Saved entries
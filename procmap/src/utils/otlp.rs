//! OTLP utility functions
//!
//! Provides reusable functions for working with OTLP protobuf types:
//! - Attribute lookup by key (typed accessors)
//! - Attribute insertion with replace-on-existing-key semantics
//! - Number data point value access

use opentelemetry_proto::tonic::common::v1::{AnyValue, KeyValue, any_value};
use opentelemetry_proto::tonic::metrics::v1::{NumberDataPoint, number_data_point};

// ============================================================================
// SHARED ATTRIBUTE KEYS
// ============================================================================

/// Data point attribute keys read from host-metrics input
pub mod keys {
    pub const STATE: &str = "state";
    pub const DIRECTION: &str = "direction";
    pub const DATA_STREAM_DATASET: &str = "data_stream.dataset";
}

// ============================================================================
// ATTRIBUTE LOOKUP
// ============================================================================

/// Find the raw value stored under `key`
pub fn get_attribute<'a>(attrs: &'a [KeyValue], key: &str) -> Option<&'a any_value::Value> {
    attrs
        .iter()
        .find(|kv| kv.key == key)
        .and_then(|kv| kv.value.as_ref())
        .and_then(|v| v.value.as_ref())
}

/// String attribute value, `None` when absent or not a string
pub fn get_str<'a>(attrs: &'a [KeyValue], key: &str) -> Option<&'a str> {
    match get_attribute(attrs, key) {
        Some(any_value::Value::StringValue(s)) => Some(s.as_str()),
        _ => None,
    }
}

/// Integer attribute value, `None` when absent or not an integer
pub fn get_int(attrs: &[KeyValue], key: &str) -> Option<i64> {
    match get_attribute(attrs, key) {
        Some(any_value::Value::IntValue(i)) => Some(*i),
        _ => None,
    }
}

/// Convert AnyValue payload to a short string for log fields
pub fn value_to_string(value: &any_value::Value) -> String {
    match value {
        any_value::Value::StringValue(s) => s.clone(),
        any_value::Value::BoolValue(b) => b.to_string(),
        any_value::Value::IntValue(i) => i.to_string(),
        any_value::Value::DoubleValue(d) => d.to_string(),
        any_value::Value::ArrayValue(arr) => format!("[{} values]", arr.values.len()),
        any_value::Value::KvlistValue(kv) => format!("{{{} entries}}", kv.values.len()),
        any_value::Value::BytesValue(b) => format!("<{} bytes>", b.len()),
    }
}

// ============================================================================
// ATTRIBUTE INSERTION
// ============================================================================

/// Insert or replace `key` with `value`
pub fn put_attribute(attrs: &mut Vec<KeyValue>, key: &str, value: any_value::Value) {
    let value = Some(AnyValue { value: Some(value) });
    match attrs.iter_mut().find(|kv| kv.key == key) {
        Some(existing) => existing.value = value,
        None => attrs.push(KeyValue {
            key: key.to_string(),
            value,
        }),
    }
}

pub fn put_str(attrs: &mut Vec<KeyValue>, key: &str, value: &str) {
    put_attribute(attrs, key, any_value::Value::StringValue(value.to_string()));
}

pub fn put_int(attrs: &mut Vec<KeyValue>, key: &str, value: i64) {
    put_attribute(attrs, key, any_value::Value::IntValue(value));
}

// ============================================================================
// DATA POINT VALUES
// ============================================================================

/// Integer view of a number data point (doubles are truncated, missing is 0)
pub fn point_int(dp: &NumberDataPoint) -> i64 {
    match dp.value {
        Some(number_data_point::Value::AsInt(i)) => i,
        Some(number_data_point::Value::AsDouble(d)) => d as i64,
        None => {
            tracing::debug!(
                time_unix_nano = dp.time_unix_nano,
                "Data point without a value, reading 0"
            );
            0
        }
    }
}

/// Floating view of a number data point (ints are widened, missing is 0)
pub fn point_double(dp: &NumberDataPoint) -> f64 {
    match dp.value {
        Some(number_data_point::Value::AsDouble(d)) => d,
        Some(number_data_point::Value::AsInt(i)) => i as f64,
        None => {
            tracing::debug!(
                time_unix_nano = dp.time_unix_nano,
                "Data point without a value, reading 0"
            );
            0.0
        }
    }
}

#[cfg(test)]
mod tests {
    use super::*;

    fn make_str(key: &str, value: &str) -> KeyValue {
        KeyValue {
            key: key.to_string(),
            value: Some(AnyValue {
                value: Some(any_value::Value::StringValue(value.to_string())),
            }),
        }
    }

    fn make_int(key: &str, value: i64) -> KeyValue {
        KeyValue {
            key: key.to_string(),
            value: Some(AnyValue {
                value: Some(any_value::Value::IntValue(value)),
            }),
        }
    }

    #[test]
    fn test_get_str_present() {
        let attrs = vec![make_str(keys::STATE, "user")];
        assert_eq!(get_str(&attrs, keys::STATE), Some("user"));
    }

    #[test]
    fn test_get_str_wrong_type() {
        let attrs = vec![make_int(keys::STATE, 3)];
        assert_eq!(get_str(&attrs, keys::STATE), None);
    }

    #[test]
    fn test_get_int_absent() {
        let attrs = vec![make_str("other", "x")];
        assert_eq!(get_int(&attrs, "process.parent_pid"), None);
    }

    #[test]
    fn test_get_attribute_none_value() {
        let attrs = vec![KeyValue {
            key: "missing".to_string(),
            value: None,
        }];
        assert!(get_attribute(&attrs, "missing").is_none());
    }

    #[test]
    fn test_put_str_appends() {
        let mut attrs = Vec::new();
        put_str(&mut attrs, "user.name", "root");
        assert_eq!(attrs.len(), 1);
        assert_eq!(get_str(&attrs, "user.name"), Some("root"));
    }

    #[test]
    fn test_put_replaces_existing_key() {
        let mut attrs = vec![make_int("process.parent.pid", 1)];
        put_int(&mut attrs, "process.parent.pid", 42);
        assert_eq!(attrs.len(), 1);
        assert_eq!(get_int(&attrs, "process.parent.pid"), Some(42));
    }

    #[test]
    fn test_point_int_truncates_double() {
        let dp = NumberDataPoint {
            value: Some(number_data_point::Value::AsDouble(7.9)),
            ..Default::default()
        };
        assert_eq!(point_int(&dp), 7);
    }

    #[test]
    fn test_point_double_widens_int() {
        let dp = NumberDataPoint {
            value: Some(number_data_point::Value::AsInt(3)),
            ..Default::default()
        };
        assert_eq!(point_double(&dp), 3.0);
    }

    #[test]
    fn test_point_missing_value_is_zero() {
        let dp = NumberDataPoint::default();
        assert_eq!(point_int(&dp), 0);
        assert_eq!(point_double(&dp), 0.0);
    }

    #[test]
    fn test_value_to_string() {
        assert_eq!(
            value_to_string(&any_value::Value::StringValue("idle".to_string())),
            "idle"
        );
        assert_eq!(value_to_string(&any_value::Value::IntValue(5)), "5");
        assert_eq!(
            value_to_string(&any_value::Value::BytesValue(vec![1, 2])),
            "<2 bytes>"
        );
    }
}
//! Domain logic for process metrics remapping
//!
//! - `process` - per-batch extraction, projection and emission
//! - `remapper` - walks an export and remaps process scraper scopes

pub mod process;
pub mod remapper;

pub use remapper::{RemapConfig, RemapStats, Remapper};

YOUR OBJECTIVE. Please set down all of the records exactly.

TASK RESULT.
filename procmap/src/utils/otlp.rs
//! OTLP utility functions
//!
//! Provides reusable functions for working with OTLP protobuf types:
//! - Attribute lookup by key (typed accessors)
//! - Attribute insertion with replace-on-existing-key semantics
//! - Number data point value access

use opentelemetry_proto::tonic::common::v1::{AnyValue, KeyValue, any_value};
use opentelemetry_proto::tonic::metrics::v1::{NumberDataPoint, number_data_point};

// ============================================================================
// SHARED ATTRIBUTE KEYS
// ============================================================================

/// Data point attribute keys read from host-metrics input
pub mod keys {
    pub const STATE: &str = "state";
    pub const DIRECTION: &str = "direction";
    pub const DATA_STREAM_DATASET: &str = "data_stream.dataset";
}

// ============================================================================
// ATTRIBUTE LOOKUP
// ============================================================================

/// Find the raw value stored under `key`
pub fn get_attribute<'a>(attrs: &'a [KeyValue], key: &str) -> Option<&'a any_value::Value> {
    attrs
        .iter()
        .find(|kv| kv.key == key)
        .and_then(|kv| kv.value.as_ref())
        .and_then(|v| v.value.as_ref())
}

/// String attribute value, `None` when absent or not a string
pub fn get_str<'a>(attrs: &'a [KeyValue], key: &str) -> Option<&'a str> {
    match get_attribute(attrs, key) {
        Some(any_value::Value::StringValue(s)) => Some(s.as_str()),
        _ => None,
    }
}

/// Integer attribute value, `None` when absent or not an integer
pub fn get_int(attrs: &[KeyValue], key: &str) -> Option<i64> {
    match get_attribute(attrs, key) {
        Some(any_value::Value::IntValue(i)) => Some(*i),
        _ => None,
    }
}

/// Convert AnyValue payload to a short string for log fields
pub fn value_to_string(value: &any_value::Value) -> String {
    match value {
        any_value::Value::StringValue(s) => s.clone(),
        any_value::Value::BoolValue(b) => b.to_string(),
        any_value::Value::IntValue(i) => i.to_string(),
        any_value::Value::DoubleValue(d) => d.to_string(),
        any_value::Value::ArrayValue(arr) => format!("[{} values]", arr.values.len()),
        any_value::Value::KvlistValue(kv) => format!("{{{} entries}}", kv.values.len()),
        any_value::Value::BytesValue(b) => format!("<{} bytes>", b.len()),
    }
}

// ============================================================================
// ATTRIBUTE INSERTION
// ============================================================================

/// Insert or replace `key` with `value`
pub fn put_attribute(attrs: &mut Vec<KeyValue>, key: &str, value: any_value::Value) {
    let value = Some(AnyValue { value: Some(value) });
    match attrs.iter_mut().find(|kv| kv.key == key) {
        Some(existing) => existing.value = value,
        None => attrs.push(KeyValue {
            key: key.to_string(),
            value,
        }),
    }
}

pub fn put_str(attrs: &mut Vec<KeyValue>, key: &str, value: &str) {
    put_attribute(attrs, key, any_value::Value::StringValue(value.to_string()));
}

pub fn put_int(attrs: &mut Vec<KeyValue>, key: &str, value: i64) {
    put_attribute(attrs, key, any_value::Value::IntValue(value));
}

// ============================================================================
// DATA POINT VALUES
// ============================================================================

/// Integer view of a number data point (doubles are truncated, missing is 0)
pub fn point_int(dp: &NumberDataPoint) -> i64 {
    match dp.value {
        Some(number_data_point::Value::AsInt(i)) => i,
        Some(number_data_point::Value::AsDouble(d)) => d as i64,
        None => {
            tracing::debug!(
                time_unix_nano = dp.time_unix_nano,
                "Data point without a value, reading 0"
            );
            0
        }
    }
}

/// Floating view of a number data point (ints are widened, missing is 0)
pub fn point_double(dp: &NumberDataPoint) -> f64 {
    match dp.value {
        Some(number_data_point::Value::AsDouble(d)) => d,
        Some(number_data_point::Value::AsInt(i)) => i as f64,
        None => {
            tracing::debug!(
                time_unix_nano = dp.time_unix_nano,
                "Data point without a value, reading 0"
            );
            0.0
        }
    }
}

#[cfg(test)]
mod tests {
    use super::*;

    fn make_str(key: &str, value: &str) -> KeyValue {
        KeyValue {
            key: key.to_string(),
            value: Some(AnyValue {
                value: Some(any_value::Value::StringValue(value.to_string())),
            }),
        }
    }

    fn make_int(key: &str, value: i64) -> KeyValue {
        KeyValue {
            key: key.to_string(),
            value: Some(AnyValue {
                value: Some(any_value::Value::IntValue(value)),
            }),
        }
    }

    #[test]
    fn test_get_str_present() {
        let attrs = vec![make_str(keys::STATE, "user")];
        assert_eq!(get_str(&attrs, keys::STATE), Some("user"));
    }

    #[test]
    fn test_get_str_wrong_type() {
        let attrs = vec![make_int(keys::STATE, 3)];
        assert_eq!(get_str(&attrs, keys::STATE), None);
    }

    #[test]
    fn test_get_int_absent() {
        let attrs = vec![make_str("other", "x")];
        assert_eq!(get_int(&attrs, "process.parent_pid"), None);
    }

    #[test]
    fn test_get_attribute_none_value() {
        let attrs = vec![KeyValue {
            key: "missing".to_string(),
            value: None,
        }];
        assert!(get_attribute(&attrs, "missing").is_none());
    }

    #[test]
    fn test_put_str_appends() {
        let mut attrs = Vec::new();
        put_str(&mut attrs, "user.name", "root");
        assert_eq!(attrs.len(), 1);
        assert_eq!(get_str(&attrs, "user.name"), Some("root"));
    }

    #[test]
    fn test_put_replaces_existing_key() {
        let mut attrs = vec![make_int("process.parent.pid", 1)];
        put_int(&mut attrs, "process.parent.pid", 42);
        assert_eq!(attrs.len(), 1);
        assert_eq!(get_int(&attrs, "process.parent.pid"), Some(42));
    }

    #[test]
    fn test_point_int_truncates_double() {
        let dp = NumberDataPoint {
            value: Some(number_data_point::Value::AsDouble(7.9)),
            ..Default::default()
        };
        assert_eq!(point_int(&dp), 7);
    }

    #[test]
    fn test_point_double_widens_int() {
        let dp = NumberDataPoint {
            value: Some(number_data_point::Value::AsInt(3)),
            ..Default::default()
        };
        assert_eq!(point_double(&dp), 3.0);
    }

    #[test]
    fn test_point_missing_value_is_zero() {
        let dp = NumberDataPoint::default();
        assert_eq!(point_int(&dp), 0);
        assert_eq!(point_double(&dp), 0.0);
    }

    #[test]
    fn test_value_to_string() {
        assert_eq!(
            value_to_string(&any_value::Value::StringValue("idle".to_string())),
            "idle"
        );
        assert_eq!(value_to_string(&any_value::Value::IntValue(5)), "5");
        assert_eq!(
            value_to_string(&any_value::Value::BytesValue(vec![1, 2])),
            "<2 bytes>"
        );
    }
}
//! Domain logic for process metrics remapping
//!
//! - `process` - per-batch extraction, projection and emission
//! - `remapper` - walks an export and remaps process scraper scopes

pub mod process;
pub mod remapper;

pub use remapper::{RemapConfig, RemapStats, Remapper};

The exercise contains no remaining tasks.